The Facility Administrator or designee held mandatory in-services for all clinical teammates starting on 09/08/23. Surveyor observations were reviewed. Education included but was not limited to Policy 1-03-08 "CWOW - Pre- Intra- Post Treatment Data Collection, Monitoring and Nursing Assessment" with emphasis on but not limited to: 1) The Nursing assessment will be performed and documented by a licensed nurse; specifically a Registered Nurse (RN) or if performance of a nursing assessment is permitted by state law, a Licensed Practical Nurse (LPN) / Licensed Vocational Nurse (LVN). 2) The prescription components are confirmed by a licensed nurse within one (1) hour of treatment initiation along with the nursing assessment or as allowable by state law. 3) The licensed nurse will round on those patients without reported abnormal findings and complete the nursing assessment within one (1) hour of dialysis treatment initiation. Verification of attendance is evidenced by teammate's signature on the training/ in-service sheet.
The Facility Administrator or designee will conduct audits to verify the nurse assessment is completed on each patient within one (1) hour of treatment initiation: on twenty five percent (25%) of treatment records from 09/11/23 through 09/25/23: daily for two (2) weeks 09/26/23 through 10/10/23, then weekly for two (2) weeks 10/11/23 through 10/25/23. Ongoing compliance will be monitored with the monthly ten percent (10%) medical records audit. Instances of non-compliance will be addressed immediately.

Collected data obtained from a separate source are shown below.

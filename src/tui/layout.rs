//! Placement of fixed-size blocks inside the terminal area.

use ratatui::layout::{Constraint, Flex, Layout, Rect};
use ratatui::text::Line;

/// Places a `width` x `height` block inside `area`.
///
/// `horizontal` and `vertical` choose where the block sits on each axis;
/// a block larger than `area` is clipped to it.
pub fn place(area: Rect, width: u16, height: u16, horizontal: Flex, vertical: Flex) -> Rect {
    let [row] = Layout::vertical([Constraint::Length(height)])
        .flex(vertical)
        .areas(area);
    let [cell] = Layout::horizontal([Constraint::Length(width)])
        .flex(horizontal)
        .areas(row);
    cell
}

/// Returns the `(width, height)` needed to draw `lines` without wrapping.
pub fn block_size(lines: &[Line<'_>]) -> (u16, u16) {
    let width = lines.iter().map(Line::width).max().unwrap_or(0);
    (
        u16::try_from(width).unwrap_or(u16::MAX),
        u16::try_from(lines.len()).unwrap_or(u16::MAX),
    )
}
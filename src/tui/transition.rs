//! Transitions returned by screen event handlers.

/// What the [`App`](super::App) should do after a screen handles an event.
///
/// Produced fresh for every event and consumed immediately by the app.
#[derive(Debug, Clone, Copy, PartialEq, Eq)]
pub enum Transition {
    /// Keep the current screen active.
    Stay,
    /// Show the item list.
    GoToListScreen {
        /// Re-read the items from disk before showing them.
        rebuild: bool,
    },
    /// Open a fresh add-item form.
    GoToAddScreen,
    /// Quit the application.
    Quit,
}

The Medical Director will review progress of teammate education, results of all audits, and adherence to this plan of correction during monthly Quality Assessment Performance Improvement meetings known as the Facility Health Meeting. The Facility Administrator will report progress, as well as any barriers to maintaining compliance, with supporting documentation included in the meeting minutes. Action plans will be evaluated for effectiveness, new plans developed as applicable to achieve compliance with teammate adherence to policy and procedure. The Facility Administrator on behalf of the Governing Body is responsible for compliance with this plan of correction.